Defining the Tasks (with dependency)

research_task = Task(
    description      = "Research the top 3 emerging AI trends in 2024-2025. Focus on practical applications and impact.",
    expected_output  = "A detailed summary of the top 3 AI trends with key points and sources.",
    agent            = researcher,
)

writing_task = Task(
    description     = "Write a 500-word blog post based on the research findings. Engaging, accessible to a general audience.",
    expected_output = "A complete 500-word blog post about the latest AI trends.",
    agent           = writer,
    context         = [research_task],   # ← explicit dependency
)

context=[research_task] is the sequential handoff mechanism.

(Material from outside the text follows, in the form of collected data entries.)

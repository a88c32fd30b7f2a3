//! Fire-and-forget report dispatch

use crate::narration::Narrator;
use crate::payload::ReportPayload;
use crate::sink::ReportSink;
use crate::ReportError;
use ocular::EyeSample;
use risk_classifier::{CognitiveAssessment, TargetTestResult};
use serde::{Deserialize, Serialize};
use std::sync::Arc;
use std::time::Duration;
use tokio::task::JoinHandle;
use tracing::{debug, error, info};

/// Dispatcher configuration
#[derive(Debug, Clone, PartialEq, Serialize, Deserialize)]
#[serde(default)]
pub struct DispatcherConfig {
    /// Upper bound on a single sink write
    pub sink_timeout_ms: u64,
}

impl Default for DispatcherConfig {
    fn default() -> Self {
        Self {
            sink_timeout_ms: 2_000,
        }
    }
}

/// Narrates assessments and hands the payload to every sink
///
/// Sink failures never propagate; the frame loop does not wait on them.
#[derive(Clone)]
pub struct ReportDispatcher {
    narrator: Narrator,
    sinks: Vec<Arc<dyn ReportSink>>,
    config: DispatcherConfig,
}

impl ReportDispatcher {
    pub fn new(narrator: Narrator, config: DispatcherConfig) -> Self {
        info!(
            enhancer = narrator.has_enhancer(),
            sink_timeout_ms = config.sink_timeout_ms,
            "Creating report dispatcher"
        );
        Self {
            narrator,
            sinks: Vec::new(),
            config,
        }
    }

    pub fn with_sink(mut self, sink: Arc<dyn ReportSink>) -> Self {
        self.sinks.push(sink);
        self
    }

    pub fn sink_count(&self) -> usize {
        self.sinks.len()
    }

    /// Spawn delivery on the current runtime
    ///
    /// The handle is only for callers that want to wait; dropping it is fine.
    pub fn dispatch(
        &self,
        assessment: CognitiveAssessment,
        latest_sample: Option<EyeSample>,
        target_test: Option<TargetTestResult>,
    ) -> JoinHandle<ReportPayload> {
        let dispatcher = self.clone();
        tokio::spawn(async move {
            dispatcher
                .deliver(assessment, latest_sample, target_test)
                .await
        })
    }

    /// Narrate, stamp and store one assessment, waiting for every sink
    pub async fn deliver(
        &self,
        assessment: CognitiveAssessment,
        latest_sample: Option<EyeSample>,
        target_test: Option<TargetTestResult>,
    ) -> ReportPayload {
        let report = self.narrator.narrate(assessment).await;
        let payload = ReportPayload::new(report, latest_sample, target_test);

        for sink in &self.sinks {
            match self.store(sink.as_ref(), &payload).await {
                Ok(()) => debug!(sink = sink.name(), report_id = %payload.id, "Report stored"),
                Err(e) => error!(sink = sink.name(), report_id = %payload.id, "Report sink failed: {}", e),
            }
        }

        payload
    }

    async fn store(&self, sink: &dyn ReportSink, payload: &ReportPayload) -> Result<(), ReportError> {
        let timeout = Duration::from_millis(self.config.sink_timeout_ms);
        tokio::time::timeout(timeout, sink.store(payload))
            .await
            .map_err(|_| ReportError::Timeout(self.config.sink_timeout_ms))?
    }
}

impl Default for ReportDispatcher {
    fn default() -> Self {
        Self::new(Narrator::algorithmic(), DispatcherConfig::default())
    }
}

impl std::fmt::Debug for ReportDispatcher {
    fn fmt(&self, f: &mut std::fmt::Formatter<'_>) -> std::fmt::Result {
        f.debug_struct("ReportDispatcher")
            .field("narrator", &self.narrator)
            .field(
                "sinks",
                &self.sinks.iter().map(|s| s.name().to_string()).collect::<Vec<_>>(),
            )
            .field("config", &self.config)
            .finish()
    }
}

#[cfg(test)]
mod tests {
    use super::*;
    use crate::narration::test_support::impaired_assessment;
    use crate::narration::NarrativeSource;
    use crate::sink::InMemorySink;
    use async_trait::async_trait;

    struct BrokenSink;

    #[async_trait]
    impl ReportSink for BrokenSink {
        fn name(&self) -> &str {
            "broken"
        }

        async fn store(&self, _payload: &ReportPayload) -> Result<(), ReportError> {
            Err(ReportError::Sink {
                sink: "broken".into(),
                reason: "disk full".into(),
            })
        }
    }

    struct StuckSink;

    #[async_trait]
    impl ReportSink for StuckSink {
        fn name(&self) -> &str {
            "stuck"
        }

        async fn store(&self, _payload: &ReportPayload) -> Result<(), ReportError> {
            tokio::time::sleep(Duration::from_secs(3_600)).await;
            Ok(())
        }
    }

    #[tokio::test]
    async fn test_dispatch_reaches_every_sink() {
        let first = Arc::new(InMemorySink::new(10));
        let second = Arc::new(InMemorySink::new(10));
        let dispatcher = ReportDispatcher::default()
            .with_sink(first.clone())
            .with_sink(second.clone());

        let payload = dispatcher
            .dispatch(impaired_assessment(), None, None)
            .await
            .unwrap();

        assert_eq!(payload.report.source, NarrativeSource::Algorithmic);
        assert_eq!(first.latest().unwrap().id, payload.id);
        assert_eq!(second.latest().unwrap().id, payload.id);
    }

    #[tokio::test]
    async fn test_sink_failure_is_swallowed() {
        let memory = Arc::new(InMemorySink::new(10));
        let dispatcher = ReportDispatcher::default()
            .with_sink(Arc::new(BrokenSink))
            .with_sink(memory.clone());

        let handle = dispatcher.dispatch(impaired_assessment(), None, None);
        assert!(handle.await.is_ok());
        // Later sinks still receive the report
        assert_eq!(memory.len(), 1);
    }

    #[tokio::test(start_paused = true)]
    async fn test_stuck_sink_times_out() {
        let memory = Arc::new(InMemorySink::new(10));
        let dispatcher = ReportDispatcher::new(
            Narrator::algorithmic(),
            DispatcherConfig { sink_timeout_ms: 50 },
        )
        .with_sink(Arc::new(StuckSink))
        .with_sink(memory.clone());

        dispatcher.deliver(impaired_assessment(), None, None).await;
        assert_eq!(memory.len(), 1);
    }

    #[tokio::test]
    async fn test_payload_carries_target_test() {
        let dispatcher = ReportDispatcher::default();
        let test = TargetTestResult::from_trials(12, vec![300.0; 9]);
        let payload = dispatcher
            .deliver(impaired_assessment(), None, Some(test.clone()))
            .await;
        assert_eq!(payload.target_test, Some(test));
    }
}
//! Narration decorator
//!
//! The algorithmic category, confidence and biomarkers are authoritative.
//! An enhancer may only rewrite the narrative text around them.

use crate::ReportError;
use async_trait::async_trait;
use risk_classifier::recommendations::{observed_patterns, professional_guidance};
use risk_classifier::{Biomarkers, CognitiveAssessment, DetailedMetrics, RiskCategory};
use serde::{Deserialize, Serialize};
use std::sync::Arc;
use std::time::Duration;
use tracing::{debug, warn};

/// Default bound on a single enhancement call
pub const DEFAULT_ENHANCEMENT_TIMEOUT_MS: u64 = 5_000;

/// Human-readable text accompanying an assessment
#[derive(Debug, Clone, Default, PartialEq, Serialize, Deserialize)]
pub struct Narrative {
    pub patterns: Vec<String>,
    pub recommendations: Vec<String>,
    pub professional_guidance: String,
}

impl Narrative {
    /// Narrative derived from the assessment alone
    pub fn algorithmic(assessment: &CognitiveAssessment) -> Self {
        Self {
            patterns: observed_patterns(&assessment.biomarkers),
            recommendations: assessment.recommendations.clone(),
            professional_guidance: professional_guidance(assessment.risk_category).to_string(),
        }
    }

    /// Overlay enhancer-provided fields; empty replacements are ignored
    fn apply(mut self, enhancement: NarrativeEnhancement) -> Self {
        if let Some(patterns) = enhancement.patterns.filter(|p| !p.is_empty()) {
            self.patterns = patterns;
        }
        if let Some(recommendations) = enhancement.recommendations.filter(|r| !r.is_empty()) {
            self.recommendations = recommendations;
        }
        if let Some(guidance) = enhancement
            .professional_guidance
            .filter(|g| !g.trim().is_empty())
        {
            self.professional_guidance = guidance;
        }
        self
    }
}

/// What an enhancer is allowed to see
#[derive(Debug, Clone, PartialEq, Serialize, Deserialize)]
pub struct EnhancementRequest {
    pub risk_category: RiskCategory,
    pub confidence: f64,
    pub biomarkers: Biomarkers,
    pub detailed_metrics: DetailedMetrics,
    pub narrative: Narrative,
}

impl EnhancementRequest {
    pub fn from_assessment(assessment: &CognitiveAssessment, narrative: &Narrative) -> Self {
        Self {
            risk_category: assessment.risk_category,
            confidence: assessment.confidence,
            biomarkers: assessment.biomarkers,
            detailed_metrics: assessment.detailed_metrics,
            narrative: narrative.clone(),
        }
    }

    /// Plain-text summary suitable as a prompt for a text generator
    pub fn summary(&self) -> String {
        let d = &self.detailed_metrics;
        format!(
            "Risk category: {} (confidence {:.0}%). Overall score {:.0}. \
             Saccade latency {:.0} ms, pursuit gain {:.2}, fixation stability {:.2}, \
             gaze consistency {:.2}.",
            self.risk_category,
            self.confidence * 100.0,
            self.biomarkers.overall_score,
            d.saccade_latency_ms,
            d.pursuit_gain,
            d.fixation_stability,
            d.gaze_consistency,
        )
    }
}

/// Replacement narrative fields; `None` keeps the algorithmic text
#[derive(Debug, Clone, Default, PartialEq, Serialize, Deserialize)]
pub struct NarrativeEnhancement {
    #[serde(default)]
    pub patterns: Option<Vec<String>>,
    #[serde(default)]
    pub recommendations: Option<Vec<String>>,
    #[serde(default)]
    pub professional_guidance: Option<String>,
}

/// External text generator for assessment narratives
#[async_trait]
pub trait AssessmentEnhancer: Send + Sync {
    fn name(&self) -> &str;

    async fn enhance(
        &self,
        request: &EnhancementRequest,
    ) -> Result<NarrativeEnhancement, ReportError>;
}

/// Where the narrative of a report came from
#[derive(Debug, Clone, Copy, PartialEq, Eq, Serialize, Deserialize)]
#[serde(rename_all = "snake_case")]
pub enum NarrativeSource {
    Algorithmic,
    Enhanced,
}

/// Assessment plus its narrative
#[derive(Debug, Clone, PartialEq, Serialize, Deserialize)]
pub struct EnhancedAssessment {
    pub assessment: CognitiveAssessment,
    pub narrative: Narrative,
    pub source: NarrativeSource,
}

impl EnhancedAssessment {
    pub fn algorithmic(assessment: CognitiveAssessment) -> Self {
        Self {
            narrative: Narrative::algorithmic(&assessment),
            assessment,
            source: NarrativeSource::Algorithmic,
        }
    }
}

/// Builds narratives, consulting an enhancer when one is configured
#[derive(Clone)]
pub struct Narrator {
    enhancer: Option<Arc<dyn AssessmentEnhancer>>,
    timeout: Duration,
}

impl Narrator {
    /// Narrator that never calls out
    pub fn algorithmic() -> Self {
        Self {
            enhancer: None,
            timeout: Duration::from_millis(DEFAULT_ENHANCEMENT_TIMEOUT_MS),
        }
    }

    pub fn with_enhancer(enhancer: Arc<dyn AssessmentEnhancer>, timeout: Duration) -> Self {
        Self {
            enhancer: Some(enhancer),
            timeout,
        }
    }

    pub fn has_enhancer(&self) -> bool {
        self.enhancer.is_some()
    }

    /// Narrate an assessment; any enhancer failure falls back to the algorithmic text
    pub async fn narrate(&self, assessment: CognitiveAssessment) -> EnhancedAssessment {
        let Some(enhancer) = &self.enhancer else {
            return EnhancedAssessment::algorithmic(assessment);
        };

        let base = Narrative::algorithmic(&assessment);
        let request = EnhancementRequest::from_assessment(&assessment, &base);

        match self.call(enhancer.as_ref(), &request).await {
            Ok(enhancement) => {
                debug!(enhancer = enhancer.name(), "Narrative enhanced");
                EnhancedAssessment {
                    narrative: base.apply(enhancement),
                    assessment,
                    source: NarrativeSource::Enhanced,
                }
            }
            Err(e) => {
                warn!(enhancer = enhancer.name(), "Narrative enhancement failed: {}", e);
                EnhancedAssessment {
                    narrative: base,
                    assessment,
                    source: NarrativeSource::Algorithmic,
                }
            }
        }
    }

    async fn call(
        &self,
        enhancer: &dyn AssessmentEnhancer,
        request: &EnhancementRequest,
    ) -> Result<NarrativeEnhancement, ReportError> {
        tokio::time::timeout(self.timeout, enhancer.enhance(request))
            .await
            .map_err(|_| ReportError::Timeout(self.timeout.as_millis() as u64))?
    }
}

impl Default for Narrator {
    fn default() -> Self {
        Self::algorithmic()
    }
}

impl std::fmt::Debug for Narrator {
    fn fmt(&self, f: &mut std::fmt::Formatter<'_>) -> std::fmt::Result {
        f.debug_struct("Narrator")
            .field("enhancer", &self.enhancer.as_ref().map(|e| e.name().to_string()))
            .field("timeout", &self.timeout)
            .finish()
    }
}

It tells CrewAI: “the writing task cannot begin until research_task is complete, and the research output should be available to the writer as context.”

Without this, the writer would run without access to the researcher’s findings — generating generic content rather than building on real research.

Assembling the Crew

blog_creation_crew = Crew(
    agents  = [researcher, writer],
    tasks   = [research_task, writing_task],
    process = Process.sequential,
    llm     = llm,
    verbose = 2,
)

result = blog_creation_crew.kickoff()

Process.sequential ensures tasks run in the order they’re listed — researcher first, writer second. The context dependency enforces this even if the process allows parallelism.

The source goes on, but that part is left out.